Wherever the word "display" appears in a line of the data, that line should be copied.
--- SOURCE DATA Enclosed Below ---
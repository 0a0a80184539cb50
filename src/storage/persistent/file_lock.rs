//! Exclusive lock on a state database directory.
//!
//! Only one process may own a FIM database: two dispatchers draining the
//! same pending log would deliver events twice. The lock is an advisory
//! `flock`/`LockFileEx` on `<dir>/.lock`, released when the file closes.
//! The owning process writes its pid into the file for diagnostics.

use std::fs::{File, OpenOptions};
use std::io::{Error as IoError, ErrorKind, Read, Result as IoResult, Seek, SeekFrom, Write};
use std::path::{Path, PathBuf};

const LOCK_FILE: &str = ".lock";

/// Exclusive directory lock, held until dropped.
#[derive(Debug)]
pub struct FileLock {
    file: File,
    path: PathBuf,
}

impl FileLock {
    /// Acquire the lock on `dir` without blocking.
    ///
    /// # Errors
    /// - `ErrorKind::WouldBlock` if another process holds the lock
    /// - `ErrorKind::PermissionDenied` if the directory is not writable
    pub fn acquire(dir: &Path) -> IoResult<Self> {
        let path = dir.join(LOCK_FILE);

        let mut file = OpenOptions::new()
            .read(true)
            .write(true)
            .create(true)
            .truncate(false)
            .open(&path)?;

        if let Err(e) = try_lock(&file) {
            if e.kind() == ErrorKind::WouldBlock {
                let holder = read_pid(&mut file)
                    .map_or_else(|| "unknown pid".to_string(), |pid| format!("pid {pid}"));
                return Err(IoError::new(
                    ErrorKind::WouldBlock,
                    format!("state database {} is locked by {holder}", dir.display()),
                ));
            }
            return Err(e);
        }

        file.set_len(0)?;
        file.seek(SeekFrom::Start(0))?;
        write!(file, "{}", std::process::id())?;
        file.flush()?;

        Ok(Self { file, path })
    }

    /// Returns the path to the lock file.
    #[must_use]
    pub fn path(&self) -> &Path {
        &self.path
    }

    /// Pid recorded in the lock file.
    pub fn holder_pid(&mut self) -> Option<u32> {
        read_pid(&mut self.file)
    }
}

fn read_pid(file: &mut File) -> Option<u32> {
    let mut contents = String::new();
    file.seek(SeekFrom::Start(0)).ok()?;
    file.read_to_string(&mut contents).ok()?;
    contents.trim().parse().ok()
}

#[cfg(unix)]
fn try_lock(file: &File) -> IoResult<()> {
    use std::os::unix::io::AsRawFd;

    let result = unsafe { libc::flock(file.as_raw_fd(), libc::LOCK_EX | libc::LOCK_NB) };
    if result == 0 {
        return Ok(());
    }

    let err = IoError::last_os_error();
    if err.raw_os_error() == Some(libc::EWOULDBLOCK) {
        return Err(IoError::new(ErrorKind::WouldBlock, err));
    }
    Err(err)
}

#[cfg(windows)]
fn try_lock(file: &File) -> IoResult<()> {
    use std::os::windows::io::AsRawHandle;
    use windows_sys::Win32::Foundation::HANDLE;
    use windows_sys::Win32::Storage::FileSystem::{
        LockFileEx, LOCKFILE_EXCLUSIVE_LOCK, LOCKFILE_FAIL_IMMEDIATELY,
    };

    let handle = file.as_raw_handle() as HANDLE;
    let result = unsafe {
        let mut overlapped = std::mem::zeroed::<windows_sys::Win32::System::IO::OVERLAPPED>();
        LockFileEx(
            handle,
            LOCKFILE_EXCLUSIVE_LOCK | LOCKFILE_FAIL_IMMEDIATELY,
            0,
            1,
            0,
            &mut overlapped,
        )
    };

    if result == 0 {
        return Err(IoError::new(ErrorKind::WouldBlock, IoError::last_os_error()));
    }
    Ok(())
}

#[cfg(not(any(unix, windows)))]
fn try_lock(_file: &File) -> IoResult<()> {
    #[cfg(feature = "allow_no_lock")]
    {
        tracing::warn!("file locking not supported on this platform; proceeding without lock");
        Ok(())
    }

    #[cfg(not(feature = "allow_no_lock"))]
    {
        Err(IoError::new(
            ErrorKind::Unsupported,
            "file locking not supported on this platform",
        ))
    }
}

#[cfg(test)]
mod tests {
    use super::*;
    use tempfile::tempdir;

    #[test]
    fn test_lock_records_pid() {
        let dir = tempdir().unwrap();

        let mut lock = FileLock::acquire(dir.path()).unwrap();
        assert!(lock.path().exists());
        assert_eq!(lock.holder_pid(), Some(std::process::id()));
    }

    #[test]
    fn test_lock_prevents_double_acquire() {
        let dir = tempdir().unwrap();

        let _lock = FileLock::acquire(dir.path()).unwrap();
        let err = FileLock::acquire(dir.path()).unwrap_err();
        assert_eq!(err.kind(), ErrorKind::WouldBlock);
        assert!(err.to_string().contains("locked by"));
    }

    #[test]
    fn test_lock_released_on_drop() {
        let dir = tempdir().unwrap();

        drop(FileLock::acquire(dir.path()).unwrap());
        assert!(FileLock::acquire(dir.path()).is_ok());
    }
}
--- End of Enclosed SOURCE DATA ---
--- SOURCE DATA Enclosed Below ---
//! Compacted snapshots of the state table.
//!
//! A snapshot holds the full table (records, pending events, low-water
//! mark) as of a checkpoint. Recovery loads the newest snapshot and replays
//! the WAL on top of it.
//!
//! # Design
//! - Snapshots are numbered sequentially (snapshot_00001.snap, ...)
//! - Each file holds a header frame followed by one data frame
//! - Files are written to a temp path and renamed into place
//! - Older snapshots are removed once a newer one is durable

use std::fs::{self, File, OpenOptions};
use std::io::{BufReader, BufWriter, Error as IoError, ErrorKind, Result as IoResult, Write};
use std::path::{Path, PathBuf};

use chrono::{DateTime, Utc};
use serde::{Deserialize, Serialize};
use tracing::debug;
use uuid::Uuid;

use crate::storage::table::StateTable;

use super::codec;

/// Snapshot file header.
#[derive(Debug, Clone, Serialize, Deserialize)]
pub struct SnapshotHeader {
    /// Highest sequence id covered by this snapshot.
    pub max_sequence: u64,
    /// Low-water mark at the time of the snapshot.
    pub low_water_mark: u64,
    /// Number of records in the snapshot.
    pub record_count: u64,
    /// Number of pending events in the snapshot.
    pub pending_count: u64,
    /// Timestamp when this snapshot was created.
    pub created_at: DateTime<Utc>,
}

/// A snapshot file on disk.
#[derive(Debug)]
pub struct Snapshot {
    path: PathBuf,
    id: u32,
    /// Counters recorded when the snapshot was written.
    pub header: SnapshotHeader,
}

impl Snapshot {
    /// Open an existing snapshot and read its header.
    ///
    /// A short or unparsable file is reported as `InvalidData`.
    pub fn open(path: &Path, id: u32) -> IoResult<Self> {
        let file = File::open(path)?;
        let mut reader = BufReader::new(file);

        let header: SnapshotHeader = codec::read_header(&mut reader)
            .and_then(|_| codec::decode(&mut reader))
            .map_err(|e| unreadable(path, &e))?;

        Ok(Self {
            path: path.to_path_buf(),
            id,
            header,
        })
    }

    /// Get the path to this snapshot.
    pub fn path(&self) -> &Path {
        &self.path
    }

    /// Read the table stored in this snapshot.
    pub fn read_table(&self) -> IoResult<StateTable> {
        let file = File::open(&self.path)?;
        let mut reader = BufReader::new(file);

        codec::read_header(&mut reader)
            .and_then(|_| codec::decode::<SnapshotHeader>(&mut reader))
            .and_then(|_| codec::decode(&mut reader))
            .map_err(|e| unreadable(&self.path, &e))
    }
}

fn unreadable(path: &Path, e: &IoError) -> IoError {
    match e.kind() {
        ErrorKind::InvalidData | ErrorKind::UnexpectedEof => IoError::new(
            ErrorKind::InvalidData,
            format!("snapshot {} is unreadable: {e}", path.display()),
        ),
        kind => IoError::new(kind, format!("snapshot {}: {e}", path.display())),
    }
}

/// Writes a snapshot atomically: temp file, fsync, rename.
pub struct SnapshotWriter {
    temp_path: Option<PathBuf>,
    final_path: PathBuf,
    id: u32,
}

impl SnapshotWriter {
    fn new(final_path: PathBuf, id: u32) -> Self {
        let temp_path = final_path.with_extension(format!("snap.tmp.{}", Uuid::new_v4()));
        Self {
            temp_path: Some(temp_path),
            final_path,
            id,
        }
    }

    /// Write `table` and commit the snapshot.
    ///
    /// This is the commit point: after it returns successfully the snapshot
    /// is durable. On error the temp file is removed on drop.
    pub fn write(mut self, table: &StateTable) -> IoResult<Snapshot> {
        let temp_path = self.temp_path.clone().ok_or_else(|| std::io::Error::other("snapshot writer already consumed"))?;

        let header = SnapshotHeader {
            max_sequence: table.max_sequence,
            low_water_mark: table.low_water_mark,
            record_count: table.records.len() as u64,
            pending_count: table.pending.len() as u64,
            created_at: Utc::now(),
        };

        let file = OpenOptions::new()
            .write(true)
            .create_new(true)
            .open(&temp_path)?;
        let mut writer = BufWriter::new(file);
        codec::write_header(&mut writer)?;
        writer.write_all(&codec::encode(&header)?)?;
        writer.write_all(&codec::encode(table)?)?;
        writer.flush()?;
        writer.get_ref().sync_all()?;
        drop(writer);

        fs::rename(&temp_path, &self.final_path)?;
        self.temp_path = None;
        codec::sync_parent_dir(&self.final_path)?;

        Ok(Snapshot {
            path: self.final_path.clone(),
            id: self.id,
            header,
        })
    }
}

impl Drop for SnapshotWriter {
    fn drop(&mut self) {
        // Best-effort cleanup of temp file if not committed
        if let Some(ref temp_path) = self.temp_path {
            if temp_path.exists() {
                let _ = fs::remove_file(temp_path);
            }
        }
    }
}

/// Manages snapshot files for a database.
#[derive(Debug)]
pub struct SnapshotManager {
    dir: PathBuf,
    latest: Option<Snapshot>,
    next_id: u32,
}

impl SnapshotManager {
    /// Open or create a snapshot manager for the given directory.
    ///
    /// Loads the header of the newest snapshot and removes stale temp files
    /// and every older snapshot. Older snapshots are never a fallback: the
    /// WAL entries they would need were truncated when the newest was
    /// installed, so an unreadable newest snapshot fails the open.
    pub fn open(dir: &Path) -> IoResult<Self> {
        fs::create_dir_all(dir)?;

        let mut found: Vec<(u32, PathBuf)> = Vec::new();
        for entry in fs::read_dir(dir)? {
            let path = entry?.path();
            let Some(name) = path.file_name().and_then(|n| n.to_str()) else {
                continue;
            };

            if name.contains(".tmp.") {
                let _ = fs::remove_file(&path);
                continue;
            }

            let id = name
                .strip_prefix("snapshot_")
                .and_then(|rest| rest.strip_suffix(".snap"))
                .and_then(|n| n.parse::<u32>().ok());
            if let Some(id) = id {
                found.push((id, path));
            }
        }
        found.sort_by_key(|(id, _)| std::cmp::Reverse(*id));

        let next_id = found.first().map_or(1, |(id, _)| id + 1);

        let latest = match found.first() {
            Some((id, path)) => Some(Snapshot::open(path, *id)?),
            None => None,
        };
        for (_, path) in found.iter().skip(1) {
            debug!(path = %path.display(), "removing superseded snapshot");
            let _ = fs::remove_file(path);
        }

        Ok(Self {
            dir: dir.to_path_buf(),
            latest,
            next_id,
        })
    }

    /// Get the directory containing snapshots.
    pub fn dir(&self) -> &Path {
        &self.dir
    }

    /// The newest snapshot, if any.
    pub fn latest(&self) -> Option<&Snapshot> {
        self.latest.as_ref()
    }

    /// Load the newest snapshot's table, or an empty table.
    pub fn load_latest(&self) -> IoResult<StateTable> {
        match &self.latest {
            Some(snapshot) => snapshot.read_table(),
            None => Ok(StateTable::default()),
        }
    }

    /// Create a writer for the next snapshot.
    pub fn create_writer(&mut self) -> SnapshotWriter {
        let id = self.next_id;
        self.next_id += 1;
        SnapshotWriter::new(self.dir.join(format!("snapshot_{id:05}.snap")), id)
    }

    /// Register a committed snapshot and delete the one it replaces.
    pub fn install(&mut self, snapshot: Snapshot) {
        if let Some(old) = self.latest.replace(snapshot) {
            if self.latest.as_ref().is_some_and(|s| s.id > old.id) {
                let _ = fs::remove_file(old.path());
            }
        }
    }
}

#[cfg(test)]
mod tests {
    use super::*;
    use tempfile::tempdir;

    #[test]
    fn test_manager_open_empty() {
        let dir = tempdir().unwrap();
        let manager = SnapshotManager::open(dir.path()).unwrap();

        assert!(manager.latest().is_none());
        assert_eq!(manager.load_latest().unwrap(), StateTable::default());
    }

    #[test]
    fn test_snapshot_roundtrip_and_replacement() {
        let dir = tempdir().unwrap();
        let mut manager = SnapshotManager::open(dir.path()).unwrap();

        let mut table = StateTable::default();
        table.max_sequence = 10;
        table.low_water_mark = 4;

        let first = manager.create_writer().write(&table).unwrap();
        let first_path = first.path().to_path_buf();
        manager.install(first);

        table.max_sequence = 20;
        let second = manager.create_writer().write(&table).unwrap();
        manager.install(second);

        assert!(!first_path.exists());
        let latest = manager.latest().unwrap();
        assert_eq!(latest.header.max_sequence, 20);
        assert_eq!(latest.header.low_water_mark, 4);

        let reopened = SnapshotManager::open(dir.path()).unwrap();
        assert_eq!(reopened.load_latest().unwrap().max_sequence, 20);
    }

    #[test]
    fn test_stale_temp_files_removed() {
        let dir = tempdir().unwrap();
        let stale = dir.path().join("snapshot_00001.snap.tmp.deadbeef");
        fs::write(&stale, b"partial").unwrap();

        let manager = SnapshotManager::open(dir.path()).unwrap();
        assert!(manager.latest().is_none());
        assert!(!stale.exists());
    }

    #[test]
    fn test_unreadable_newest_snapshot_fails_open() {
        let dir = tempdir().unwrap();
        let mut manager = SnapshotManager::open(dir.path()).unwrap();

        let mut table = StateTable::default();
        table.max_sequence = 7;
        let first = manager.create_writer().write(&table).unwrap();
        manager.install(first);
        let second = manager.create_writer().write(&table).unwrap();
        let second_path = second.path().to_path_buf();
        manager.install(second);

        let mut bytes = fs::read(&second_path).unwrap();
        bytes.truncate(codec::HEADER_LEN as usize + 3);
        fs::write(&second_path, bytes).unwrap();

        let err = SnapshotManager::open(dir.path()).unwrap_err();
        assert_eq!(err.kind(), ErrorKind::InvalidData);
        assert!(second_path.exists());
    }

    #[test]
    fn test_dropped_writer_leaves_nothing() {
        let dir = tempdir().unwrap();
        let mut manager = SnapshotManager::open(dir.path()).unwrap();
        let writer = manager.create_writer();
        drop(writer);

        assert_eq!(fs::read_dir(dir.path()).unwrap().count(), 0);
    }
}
--- End of Enclosed SOURCE DATA ---
ANSWER SPACE>
                    format!("state database {} is locked by {holder}", dir.display()),
            format!("snapshot {} is unreadable: {e}", path.display()),
        kind => IoError::new(kind, format!("snapshot {}: {e}", path.display())),
            debug!(path = %path.display(), "removing superseded snapshot");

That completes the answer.